# Task brief
Locate every line below that contains the word "operands" and copy it.

# Information shown
%%
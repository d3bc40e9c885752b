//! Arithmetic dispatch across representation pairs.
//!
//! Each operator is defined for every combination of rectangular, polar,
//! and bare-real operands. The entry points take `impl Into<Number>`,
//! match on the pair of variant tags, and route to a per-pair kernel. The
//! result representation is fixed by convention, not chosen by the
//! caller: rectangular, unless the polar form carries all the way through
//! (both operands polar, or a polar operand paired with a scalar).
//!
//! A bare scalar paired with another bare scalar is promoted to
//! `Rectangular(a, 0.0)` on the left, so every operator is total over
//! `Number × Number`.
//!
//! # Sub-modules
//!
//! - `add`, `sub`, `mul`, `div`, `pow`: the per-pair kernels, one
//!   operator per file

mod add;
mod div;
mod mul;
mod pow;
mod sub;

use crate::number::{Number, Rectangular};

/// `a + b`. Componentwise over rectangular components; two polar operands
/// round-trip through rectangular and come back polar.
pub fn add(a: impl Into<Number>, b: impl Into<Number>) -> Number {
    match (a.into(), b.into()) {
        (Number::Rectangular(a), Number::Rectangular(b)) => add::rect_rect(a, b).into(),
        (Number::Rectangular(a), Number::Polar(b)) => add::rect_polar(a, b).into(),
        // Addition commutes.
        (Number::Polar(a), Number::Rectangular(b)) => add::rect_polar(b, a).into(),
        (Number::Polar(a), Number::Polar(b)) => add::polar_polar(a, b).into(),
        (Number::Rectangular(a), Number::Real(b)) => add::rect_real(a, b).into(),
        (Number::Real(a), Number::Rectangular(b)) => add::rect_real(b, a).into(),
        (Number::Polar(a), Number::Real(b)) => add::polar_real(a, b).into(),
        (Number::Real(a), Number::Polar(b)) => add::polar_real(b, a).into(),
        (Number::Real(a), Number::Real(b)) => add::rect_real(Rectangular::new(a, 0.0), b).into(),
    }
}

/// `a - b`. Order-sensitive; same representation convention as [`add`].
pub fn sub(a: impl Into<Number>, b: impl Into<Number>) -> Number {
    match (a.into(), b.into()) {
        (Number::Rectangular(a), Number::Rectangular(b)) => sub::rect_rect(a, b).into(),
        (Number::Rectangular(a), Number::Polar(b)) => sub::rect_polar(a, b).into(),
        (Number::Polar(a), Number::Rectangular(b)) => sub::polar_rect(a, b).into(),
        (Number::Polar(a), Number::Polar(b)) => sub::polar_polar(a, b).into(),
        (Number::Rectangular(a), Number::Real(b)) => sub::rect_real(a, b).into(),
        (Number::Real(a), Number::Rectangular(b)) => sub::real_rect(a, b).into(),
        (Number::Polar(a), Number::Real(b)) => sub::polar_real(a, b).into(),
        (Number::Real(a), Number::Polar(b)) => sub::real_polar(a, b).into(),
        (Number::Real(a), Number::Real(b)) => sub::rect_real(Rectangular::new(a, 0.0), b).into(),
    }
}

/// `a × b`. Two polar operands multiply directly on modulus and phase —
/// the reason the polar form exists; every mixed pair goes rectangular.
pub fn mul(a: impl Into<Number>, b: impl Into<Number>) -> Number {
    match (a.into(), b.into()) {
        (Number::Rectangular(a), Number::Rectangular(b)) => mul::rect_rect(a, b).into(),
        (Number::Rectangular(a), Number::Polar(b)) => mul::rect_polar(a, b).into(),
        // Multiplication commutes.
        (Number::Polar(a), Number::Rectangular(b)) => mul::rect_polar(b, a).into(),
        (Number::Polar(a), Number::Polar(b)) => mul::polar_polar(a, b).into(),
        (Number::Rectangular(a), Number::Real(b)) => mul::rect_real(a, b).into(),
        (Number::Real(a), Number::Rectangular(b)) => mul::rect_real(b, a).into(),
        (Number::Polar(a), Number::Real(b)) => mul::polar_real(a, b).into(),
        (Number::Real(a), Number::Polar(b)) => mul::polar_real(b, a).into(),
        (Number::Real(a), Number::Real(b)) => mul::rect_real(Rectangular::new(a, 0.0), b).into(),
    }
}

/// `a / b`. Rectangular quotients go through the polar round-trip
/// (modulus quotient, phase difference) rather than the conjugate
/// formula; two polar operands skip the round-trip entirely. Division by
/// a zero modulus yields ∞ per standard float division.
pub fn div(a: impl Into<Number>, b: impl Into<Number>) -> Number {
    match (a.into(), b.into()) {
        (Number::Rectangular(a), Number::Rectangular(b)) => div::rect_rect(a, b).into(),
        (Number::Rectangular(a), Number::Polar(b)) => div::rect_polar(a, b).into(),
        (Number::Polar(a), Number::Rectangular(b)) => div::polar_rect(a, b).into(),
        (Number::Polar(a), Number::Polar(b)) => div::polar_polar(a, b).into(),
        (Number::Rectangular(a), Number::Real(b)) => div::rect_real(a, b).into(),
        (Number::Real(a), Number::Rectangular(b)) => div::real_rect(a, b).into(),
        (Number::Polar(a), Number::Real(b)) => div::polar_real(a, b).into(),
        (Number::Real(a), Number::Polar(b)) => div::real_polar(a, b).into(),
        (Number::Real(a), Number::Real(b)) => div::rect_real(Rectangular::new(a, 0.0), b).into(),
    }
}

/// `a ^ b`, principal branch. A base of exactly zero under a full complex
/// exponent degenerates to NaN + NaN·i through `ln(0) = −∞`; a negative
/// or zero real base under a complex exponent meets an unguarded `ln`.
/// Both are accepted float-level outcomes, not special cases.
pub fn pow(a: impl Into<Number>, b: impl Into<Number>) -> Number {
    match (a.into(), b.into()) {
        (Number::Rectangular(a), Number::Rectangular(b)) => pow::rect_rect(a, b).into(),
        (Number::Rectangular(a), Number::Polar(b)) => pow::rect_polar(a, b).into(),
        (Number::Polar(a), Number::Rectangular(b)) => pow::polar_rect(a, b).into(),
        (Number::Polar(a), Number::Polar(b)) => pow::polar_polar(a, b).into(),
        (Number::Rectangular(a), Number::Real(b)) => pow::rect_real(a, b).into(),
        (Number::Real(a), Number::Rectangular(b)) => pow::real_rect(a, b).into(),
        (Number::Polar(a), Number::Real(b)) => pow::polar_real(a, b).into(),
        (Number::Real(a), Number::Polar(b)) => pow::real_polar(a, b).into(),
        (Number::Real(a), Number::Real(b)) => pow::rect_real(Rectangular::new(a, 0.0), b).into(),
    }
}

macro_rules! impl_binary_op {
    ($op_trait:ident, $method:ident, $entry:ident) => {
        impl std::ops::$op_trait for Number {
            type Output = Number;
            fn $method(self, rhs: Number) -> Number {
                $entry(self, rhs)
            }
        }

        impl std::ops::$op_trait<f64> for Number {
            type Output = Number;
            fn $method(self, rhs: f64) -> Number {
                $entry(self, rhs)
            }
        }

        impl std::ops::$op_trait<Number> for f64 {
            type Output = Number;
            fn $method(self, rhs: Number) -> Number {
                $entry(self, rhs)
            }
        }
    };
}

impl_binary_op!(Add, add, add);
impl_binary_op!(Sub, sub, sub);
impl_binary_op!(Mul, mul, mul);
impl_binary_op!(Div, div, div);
%%
%%
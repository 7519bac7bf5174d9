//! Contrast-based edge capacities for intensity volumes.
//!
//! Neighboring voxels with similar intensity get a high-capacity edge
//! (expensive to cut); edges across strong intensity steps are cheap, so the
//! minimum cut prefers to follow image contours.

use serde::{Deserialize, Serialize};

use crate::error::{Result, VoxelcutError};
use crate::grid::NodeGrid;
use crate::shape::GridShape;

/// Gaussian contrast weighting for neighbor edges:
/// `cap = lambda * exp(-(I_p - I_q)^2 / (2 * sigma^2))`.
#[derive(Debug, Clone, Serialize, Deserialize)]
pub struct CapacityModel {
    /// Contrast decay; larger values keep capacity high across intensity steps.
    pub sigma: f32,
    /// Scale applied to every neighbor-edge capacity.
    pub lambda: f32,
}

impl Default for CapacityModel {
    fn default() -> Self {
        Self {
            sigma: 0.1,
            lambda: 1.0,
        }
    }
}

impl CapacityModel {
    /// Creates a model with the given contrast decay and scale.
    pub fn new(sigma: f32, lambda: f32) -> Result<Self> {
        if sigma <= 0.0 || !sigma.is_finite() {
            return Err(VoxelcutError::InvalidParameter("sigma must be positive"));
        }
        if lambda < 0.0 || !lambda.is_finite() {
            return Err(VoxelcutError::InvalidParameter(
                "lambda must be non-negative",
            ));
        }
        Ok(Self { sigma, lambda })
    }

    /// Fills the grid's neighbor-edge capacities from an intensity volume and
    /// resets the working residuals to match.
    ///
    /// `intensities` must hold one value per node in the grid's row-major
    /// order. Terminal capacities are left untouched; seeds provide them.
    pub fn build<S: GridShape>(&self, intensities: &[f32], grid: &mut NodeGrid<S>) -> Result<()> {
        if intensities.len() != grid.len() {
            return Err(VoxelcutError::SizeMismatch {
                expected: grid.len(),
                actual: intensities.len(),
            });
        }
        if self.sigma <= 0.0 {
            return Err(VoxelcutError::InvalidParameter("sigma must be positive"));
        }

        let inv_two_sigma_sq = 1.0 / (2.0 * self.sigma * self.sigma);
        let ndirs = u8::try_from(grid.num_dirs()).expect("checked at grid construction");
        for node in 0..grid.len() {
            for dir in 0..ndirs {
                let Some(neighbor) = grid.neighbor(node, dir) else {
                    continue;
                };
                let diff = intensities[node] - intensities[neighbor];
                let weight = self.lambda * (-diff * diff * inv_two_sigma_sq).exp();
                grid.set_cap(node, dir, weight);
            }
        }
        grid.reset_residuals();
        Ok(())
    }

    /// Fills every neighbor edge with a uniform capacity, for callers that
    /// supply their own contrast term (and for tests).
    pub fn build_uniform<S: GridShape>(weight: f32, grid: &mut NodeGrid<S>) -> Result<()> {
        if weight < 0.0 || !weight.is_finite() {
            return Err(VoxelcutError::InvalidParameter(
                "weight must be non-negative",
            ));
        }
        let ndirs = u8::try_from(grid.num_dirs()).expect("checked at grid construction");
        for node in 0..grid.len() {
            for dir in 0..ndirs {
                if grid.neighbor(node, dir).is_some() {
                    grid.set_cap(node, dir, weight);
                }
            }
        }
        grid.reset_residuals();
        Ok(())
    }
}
%%
# Final answer
//! and bare-real operands. The entry points take `impl Into<Number>`,
//! (both operands polar, or a polar operand paired with a scalar).
/// `a + b`. Componentwise over rectangular components; two polar operands
/// `a × b`. Two polar operands multiply directly on modulus and phase —
/// formula; two polar operands skip the round-trip entirely. Division by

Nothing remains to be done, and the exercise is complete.